In October of last year, the Ministry was deliberating a new license for Orchard Villa, a Southbridge-owned, Extendicare-operated LTC home in Pickering, and one of the five Ontario LTC homes that was taken over by the Canadian Armed Forces when conditions at the home reached a breaking point. Natalie Mehra and the Ontario Health Coalition protested the 30-year licensing and expansion of Orchard Villa, as well as other homes, and are now waiting to hear the Ministry’s decision. But the province has already allocated more than 1,700 beds, both new and redeveloped, to owner Southbridge. If the decision regarding Orchard Villa comes back in the home’s favour, Mehra says, she and her team are ready to fight it.
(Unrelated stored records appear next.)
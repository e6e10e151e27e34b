//! In-memory presence registry, standing in for `chatify-keyvalue`'s
//! Redis-backed implementation in tests (§8 property 6, scenario S6).

use chatify_core::clock::Clock;
use chatify_core::presence::{PresenceError, PresenceRecord, PresenceRegistry};
use chrono::{DateTime, Duration as ChronoDuration, Utc};
use std::collections::HashMap;
use std::future::Future;
use std::pin::Pin;
use std::sync::{Arc, Mutex};

struct Entry {
    record: PresenceRecord,
    last_seen: DateTime<Utc>,
}

/// Tracks `(pod_id, connection_id)` pairs per user with an injected clock, so
/// tests can fast-forward past a TTL instead of sleeping real seconds.
pub struct InMemoryPresenceRegistry {
    clock: Arc<dyn Clock>,
    ttl: ChronoDuration,
    entries: Mutex<HashMap<String, Vec<Entry>>>,
}

impl InMemoryPresenceRegistry {
    /// Construct a registry with the given time-to-live.
    #[must_use]
    pub fn new(clock: Arc<dyn Clock>, ttl: std::time::Duration) -> Self {
        Self {
            clock,
            ttl: ChronoDuration::from_std(ttl).unwrap_or(ChronoDuration::zero()),
            entries: Mutex::new(HashMap::new()),
        }
    }

    fn upsert(&self, user_id: &str, pod_id: &str, connection_id: &str) {
        let now = self.clock.now();
        let mut guard = self.entries.lock().expect("presence mutex poisoned");
        let connections = guard.entry(user_id.to_string()).or_default();
        if let Some(existing) = connections
            .iter_mut()
            .find(|e| e.record.connection_id == connection_id)
        {
            existing.last_seen = now;
            existing.record.pod_id = pod_id.to_string();
        } else {
            connections.push(Entry {
                record: PresenceRecord {
                    pod_id: pod_id.to_string(),
                    connection_id: connection_id.to_string(),
                },
                last_seen: now,
            });
        }
    }
}

impl PresenceRegistry for InMemoryPresenceRegistry {
    fn set_online(
        &self,
        user_id: &str,
        pod_id: &str,
        connection_id: &str,
    ) -> Pin<Box<dyn Future<Output = Result<(), PresenceError>> + Send + '_>> {
        self.upsert(user_id, pod_id, connection_id);
        Box::pin(async { Ok(()) })
    }

    fn set_offline(
        &self,
        user_id: &str,
        connection_id: &str,
    ) -> Pin<Box<dyn Future<Output = Result<(), PresenceError>> + Send + '_>> {
        let mut guard = self.entries.lock().expect("presence mutex poisoned");
        if let Some(connections) = guard.get_mut(user_id) {
            connections.retain(|e| e.record.connection_id != connection_id);
            if connections.is_empty() {
                guard.remove(user_id);
            }
        }
        Box::pin(async { Ok(()) })
    }

    fn heartbeat(
        &self,
        user_id: &str,
        pod_id: &str,
        connection_id: &str,
    ) -> Pin<Box<dyn Future<Output = Result<(), PresenceError>> + Send + '_>> {
        self.upsert(user_id, pod_id, connection_id);
        Box::pin(async { Ok(()) })
    }

    fn get_connections(
        &self,
        user_id: &str,
    ) -> Pin<Box<dyn Future<Output = Result<Vec<PresenceRecord>, PresenceError>> + Send + '_>> {
        let now = self.clock.now();
        let ttl = self.ttl;
        let mut guard = self.entries.lock().expect("presence mutex poisoned");
        let result = if let Some(connections) = guard.get_mut(user_id) {
            connections.retain(|e| now - e.last_seen <= ttl);
            connections.sort_by_key(|e| (e.last_seen, e.record.connection_id.clone()));
            let records = connections.iter().map(|e| e.record.clone()).collect();
            if connections.is_empty() {
                guard.remove(user_id);
            }
            records
        } else {
            Vec::new()
        };
        Box::pin(async move { Ok(result) })
    }
}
According to the 2021 Act, the province has a duty to consider the repercussions of a transaction this massive on the landscape of the industry. “The Minister may restrict who may be issued a licence based on what the Minister considers to be in the public interest, having taken into account…the effect that issuing the licence would have on the balance between non-profit and for-profit long-term care homes,” it reads. There’s no indication that this factor is being considered in any of the closed-door approval conversations taking place at the Ministry.

In fact, the Ministry refuses to shed any light on their approval process for a transaction of this nature—who makes the decision, what factors they take into consideration, whether they invite any affected parties to share their insights. These are all the right questions, Daly says. “The fact that neither you nor I know what is happening in terms of these licensing agreements is the problem.”